#### [Data shown]
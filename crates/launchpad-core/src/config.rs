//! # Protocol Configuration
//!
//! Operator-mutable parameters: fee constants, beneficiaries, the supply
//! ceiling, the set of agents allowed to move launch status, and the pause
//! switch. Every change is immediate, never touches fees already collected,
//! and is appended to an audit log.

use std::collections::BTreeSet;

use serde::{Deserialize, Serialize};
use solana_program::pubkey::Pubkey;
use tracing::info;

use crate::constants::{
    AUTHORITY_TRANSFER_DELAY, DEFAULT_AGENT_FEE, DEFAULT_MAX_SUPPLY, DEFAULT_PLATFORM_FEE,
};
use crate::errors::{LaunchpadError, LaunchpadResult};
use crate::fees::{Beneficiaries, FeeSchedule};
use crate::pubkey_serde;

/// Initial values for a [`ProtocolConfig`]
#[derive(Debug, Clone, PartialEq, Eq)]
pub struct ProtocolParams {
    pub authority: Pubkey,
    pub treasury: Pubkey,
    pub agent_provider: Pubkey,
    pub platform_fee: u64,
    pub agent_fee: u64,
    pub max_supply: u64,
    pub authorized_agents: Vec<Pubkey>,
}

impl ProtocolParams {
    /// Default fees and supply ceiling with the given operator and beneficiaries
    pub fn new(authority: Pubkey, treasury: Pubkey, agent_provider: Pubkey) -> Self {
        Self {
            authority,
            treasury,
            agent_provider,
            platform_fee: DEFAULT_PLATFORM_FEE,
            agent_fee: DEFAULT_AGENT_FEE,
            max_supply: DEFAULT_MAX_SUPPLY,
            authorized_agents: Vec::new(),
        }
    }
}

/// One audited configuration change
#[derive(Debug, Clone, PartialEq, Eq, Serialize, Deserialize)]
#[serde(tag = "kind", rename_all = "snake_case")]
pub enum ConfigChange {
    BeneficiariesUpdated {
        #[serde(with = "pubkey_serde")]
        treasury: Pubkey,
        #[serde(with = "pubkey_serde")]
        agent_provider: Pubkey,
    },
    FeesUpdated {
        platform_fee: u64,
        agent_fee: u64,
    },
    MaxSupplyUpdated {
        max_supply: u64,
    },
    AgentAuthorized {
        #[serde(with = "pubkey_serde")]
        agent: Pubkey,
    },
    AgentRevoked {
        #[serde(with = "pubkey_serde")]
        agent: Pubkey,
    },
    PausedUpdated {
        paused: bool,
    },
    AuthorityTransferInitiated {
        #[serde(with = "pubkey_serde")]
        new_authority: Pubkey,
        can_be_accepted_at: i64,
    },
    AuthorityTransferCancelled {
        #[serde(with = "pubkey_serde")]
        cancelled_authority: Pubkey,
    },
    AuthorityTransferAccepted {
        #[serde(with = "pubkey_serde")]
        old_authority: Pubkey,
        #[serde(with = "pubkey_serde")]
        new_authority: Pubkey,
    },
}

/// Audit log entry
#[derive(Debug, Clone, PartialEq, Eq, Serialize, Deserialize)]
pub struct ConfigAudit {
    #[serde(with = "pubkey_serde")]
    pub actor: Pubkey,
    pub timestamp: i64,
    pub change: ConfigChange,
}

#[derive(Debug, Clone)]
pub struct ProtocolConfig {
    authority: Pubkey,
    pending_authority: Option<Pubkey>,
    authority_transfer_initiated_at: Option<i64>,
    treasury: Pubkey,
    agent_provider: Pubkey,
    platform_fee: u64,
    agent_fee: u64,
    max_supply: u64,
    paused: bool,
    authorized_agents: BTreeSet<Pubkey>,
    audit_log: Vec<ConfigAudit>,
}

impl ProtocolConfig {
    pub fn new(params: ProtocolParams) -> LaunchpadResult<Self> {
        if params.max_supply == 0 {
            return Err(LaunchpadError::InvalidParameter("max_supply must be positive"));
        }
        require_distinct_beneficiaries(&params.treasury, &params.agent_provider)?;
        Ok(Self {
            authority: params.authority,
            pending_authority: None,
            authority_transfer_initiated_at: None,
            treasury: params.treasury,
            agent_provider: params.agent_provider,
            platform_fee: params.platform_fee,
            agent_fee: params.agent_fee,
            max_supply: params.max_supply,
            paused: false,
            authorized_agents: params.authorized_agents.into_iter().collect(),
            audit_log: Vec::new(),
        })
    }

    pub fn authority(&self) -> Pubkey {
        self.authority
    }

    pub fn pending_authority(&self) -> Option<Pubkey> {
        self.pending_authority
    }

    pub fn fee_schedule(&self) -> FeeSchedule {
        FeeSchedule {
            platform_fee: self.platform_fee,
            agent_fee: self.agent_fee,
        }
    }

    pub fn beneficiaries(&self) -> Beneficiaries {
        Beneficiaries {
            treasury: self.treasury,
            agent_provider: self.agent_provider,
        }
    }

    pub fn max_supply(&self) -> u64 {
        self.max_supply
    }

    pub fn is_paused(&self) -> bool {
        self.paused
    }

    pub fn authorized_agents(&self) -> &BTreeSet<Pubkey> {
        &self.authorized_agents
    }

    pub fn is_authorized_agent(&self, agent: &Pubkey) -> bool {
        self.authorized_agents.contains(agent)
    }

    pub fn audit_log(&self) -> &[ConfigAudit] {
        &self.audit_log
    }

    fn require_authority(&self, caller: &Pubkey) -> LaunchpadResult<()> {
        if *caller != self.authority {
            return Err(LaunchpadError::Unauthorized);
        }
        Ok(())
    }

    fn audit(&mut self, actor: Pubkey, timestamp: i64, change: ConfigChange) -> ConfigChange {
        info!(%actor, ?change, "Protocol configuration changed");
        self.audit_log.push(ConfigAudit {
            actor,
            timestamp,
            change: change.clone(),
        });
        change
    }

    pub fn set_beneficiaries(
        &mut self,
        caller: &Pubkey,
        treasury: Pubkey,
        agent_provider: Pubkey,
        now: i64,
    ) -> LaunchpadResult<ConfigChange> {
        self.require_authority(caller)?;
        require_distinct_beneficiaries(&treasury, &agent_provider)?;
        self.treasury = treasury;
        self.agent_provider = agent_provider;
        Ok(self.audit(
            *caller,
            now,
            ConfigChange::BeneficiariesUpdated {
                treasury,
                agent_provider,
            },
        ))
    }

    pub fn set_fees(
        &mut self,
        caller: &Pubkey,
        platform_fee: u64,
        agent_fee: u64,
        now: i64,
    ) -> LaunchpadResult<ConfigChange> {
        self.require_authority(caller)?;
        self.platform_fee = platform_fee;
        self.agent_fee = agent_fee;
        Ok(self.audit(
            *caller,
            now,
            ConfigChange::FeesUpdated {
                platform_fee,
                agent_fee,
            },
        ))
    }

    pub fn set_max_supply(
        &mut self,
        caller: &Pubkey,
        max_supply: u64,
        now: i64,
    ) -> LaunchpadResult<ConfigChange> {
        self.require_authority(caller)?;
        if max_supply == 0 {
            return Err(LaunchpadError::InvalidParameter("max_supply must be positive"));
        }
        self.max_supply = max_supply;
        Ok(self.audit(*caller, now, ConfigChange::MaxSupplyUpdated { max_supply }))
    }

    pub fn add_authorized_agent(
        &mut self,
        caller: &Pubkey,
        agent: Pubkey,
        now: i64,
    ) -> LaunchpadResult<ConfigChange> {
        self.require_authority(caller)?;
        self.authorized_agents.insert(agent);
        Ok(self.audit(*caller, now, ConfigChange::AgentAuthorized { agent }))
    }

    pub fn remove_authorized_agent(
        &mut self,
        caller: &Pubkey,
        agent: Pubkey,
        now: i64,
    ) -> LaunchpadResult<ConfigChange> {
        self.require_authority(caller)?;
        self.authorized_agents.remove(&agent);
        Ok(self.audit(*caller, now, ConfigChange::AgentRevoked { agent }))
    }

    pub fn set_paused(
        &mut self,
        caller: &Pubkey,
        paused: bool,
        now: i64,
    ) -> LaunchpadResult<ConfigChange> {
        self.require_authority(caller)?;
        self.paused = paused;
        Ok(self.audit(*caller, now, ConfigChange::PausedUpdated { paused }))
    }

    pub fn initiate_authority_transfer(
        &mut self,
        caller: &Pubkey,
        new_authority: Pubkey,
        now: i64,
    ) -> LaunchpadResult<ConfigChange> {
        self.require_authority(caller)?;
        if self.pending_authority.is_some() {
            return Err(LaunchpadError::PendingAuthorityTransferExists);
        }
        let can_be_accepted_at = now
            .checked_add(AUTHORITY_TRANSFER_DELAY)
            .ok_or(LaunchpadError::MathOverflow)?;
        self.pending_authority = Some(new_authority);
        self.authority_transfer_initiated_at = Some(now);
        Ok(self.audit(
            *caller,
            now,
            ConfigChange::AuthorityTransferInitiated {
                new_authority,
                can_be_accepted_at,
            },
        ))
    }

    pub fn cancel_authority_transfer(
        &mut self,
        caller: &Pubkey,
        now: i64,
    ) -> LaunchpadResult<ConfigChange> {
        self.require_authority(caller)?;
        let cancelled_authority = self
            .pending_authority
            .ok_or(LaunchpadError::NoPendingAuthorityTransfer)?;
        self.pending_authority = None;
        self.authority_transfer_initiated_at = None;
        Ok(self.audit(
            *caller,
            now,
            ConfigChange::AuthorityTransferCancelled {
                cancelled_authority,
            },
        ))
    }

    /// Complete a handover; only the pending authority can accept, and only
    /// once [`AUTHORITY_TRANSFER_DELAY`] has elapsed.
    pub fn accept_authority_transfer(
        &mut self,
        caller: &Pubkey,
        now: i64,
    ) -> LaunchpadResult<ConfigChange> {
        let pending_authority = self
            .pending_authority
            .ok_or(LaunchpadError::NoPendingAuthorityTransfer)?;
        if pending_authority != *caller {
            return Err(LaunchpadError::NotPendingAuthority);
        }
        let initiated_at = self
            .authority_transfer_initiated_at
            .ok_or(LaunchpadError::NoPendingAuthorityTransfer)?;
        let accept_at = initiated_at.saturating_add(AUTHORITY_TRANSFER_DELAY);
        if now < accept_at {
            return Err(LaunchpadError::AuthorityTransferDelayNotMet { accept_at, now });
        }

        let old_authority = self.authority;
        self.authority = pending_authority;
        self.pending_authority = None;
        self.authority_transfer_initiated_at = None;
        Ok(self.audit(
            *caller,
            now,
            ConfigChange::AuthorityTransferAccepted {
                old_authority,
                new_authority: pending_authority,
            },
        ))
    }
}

* * *

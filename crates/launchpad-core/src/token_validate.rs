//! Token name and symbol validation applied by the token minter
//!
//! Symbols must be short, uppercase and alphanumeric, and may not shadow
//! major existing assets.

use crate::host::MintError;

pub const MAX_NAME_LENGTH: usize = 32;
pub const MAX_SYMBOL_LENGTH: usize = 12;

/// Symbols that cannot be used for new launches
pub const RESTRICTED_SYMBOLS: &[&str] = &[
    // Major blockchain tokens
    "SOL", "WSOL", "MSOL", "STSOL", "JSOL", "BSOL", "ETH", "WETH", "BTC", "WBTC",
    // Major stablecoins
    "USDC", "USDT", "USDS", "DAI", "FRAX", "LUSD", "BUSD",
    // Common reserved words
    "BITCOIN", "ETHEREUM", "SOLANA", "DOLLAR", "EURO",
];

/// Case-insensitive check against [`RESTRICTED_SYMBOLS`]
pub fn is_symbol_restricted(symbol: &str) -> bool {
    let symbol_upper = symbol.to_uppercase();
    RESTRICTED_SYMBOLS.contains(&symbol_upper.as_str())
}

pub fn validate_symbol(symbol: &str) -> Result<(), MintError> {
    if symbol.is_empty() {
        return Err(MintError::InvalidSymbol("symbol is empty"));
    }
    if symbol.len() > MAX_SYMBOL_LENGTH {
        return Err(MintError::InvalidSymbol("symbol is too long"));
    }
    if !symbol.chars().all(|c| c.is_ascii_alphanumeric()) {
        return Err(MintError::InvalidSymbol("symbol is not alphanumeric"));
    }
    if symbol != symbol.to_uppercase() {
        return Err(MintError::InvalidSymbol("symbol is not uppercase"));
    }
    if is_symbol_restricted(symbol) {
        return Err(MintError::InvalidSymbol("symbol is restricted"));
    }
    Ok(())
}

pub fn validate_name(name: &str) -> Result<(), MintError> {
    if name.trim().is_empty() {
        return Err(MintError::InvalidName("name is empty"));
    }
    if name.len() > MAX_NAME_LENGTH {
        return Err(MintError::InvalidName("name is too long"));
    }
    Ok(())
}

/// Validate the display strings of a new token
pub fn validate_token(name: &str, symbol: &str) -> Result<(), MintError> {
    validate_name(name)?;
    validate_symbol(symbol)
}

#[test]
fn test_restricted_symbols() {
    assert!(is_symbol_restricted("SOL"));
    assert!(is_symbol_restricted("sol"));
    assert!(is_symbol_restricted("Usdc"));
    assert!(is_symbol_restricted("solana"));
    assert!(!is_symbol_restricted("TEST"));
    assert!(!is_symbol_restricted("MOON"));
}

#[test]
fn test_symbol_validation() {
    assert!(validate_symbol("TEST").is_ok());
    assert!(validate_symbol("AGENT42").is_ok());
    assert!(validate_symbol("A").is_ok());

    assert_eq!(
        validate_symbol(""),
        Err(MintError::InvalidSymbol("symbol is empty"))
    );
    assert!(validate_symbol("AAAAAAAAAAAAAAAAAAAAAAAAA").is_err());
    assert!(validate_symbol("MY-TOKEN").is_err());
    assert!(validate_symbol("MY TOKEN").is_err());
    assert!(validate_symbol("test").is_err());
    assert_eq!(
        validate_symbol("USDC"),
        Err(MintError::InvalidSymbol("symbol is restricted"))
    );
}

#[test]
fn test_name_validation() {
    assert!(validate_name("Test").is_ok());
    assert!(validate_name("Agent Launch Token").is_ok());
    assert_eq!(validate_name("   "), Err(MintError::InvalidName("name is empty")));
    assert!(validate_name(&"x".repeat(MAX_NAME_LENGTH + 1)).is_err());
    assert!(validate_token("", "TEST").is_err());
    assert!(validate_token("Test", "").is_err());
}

--

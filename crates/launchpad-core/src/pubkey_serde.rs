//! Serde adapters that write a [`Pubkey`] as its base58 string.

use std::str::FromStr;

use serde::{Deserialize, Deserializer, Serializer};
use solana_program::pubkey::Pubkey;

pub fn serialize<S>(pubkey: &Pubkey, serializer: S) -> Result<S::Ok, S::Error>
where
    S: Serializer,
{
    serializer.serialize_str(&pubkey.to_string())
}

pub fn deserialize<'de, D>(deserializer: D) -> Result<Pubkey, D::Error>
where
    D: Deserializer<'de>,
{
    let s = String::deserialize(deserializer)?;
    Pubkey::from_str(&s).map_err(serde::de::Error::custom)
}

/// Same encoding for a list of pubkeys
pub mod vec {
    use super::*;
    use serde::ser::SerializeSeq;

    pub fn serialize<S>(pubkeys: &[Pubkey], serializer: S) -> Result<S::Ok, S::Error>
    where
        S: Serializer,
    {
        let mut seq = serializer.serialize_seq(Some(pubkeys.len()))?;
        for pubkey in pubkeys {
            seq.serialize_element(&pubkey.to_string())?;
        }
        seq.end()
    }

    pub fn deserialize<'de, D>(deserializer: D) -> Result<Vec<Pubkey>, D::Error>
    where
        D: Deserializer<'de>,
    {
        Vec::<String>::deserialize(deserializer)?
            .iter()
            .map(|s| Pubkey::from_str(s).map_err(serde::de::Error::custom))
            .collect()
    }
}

#### [Problem requirements]
Among the lines above, find those that contain the word "bool" and copy them.

#### [Result below]
        paused: bool,
    paused: bool,
    pub fn is_paused(&self) -> bool {
    pub fn is_authorized_agent(&self, agent: &Pubkey) -> bool {
        paused: bool,
pub fn is_symbol_restricted(symbol: &str) -> bool {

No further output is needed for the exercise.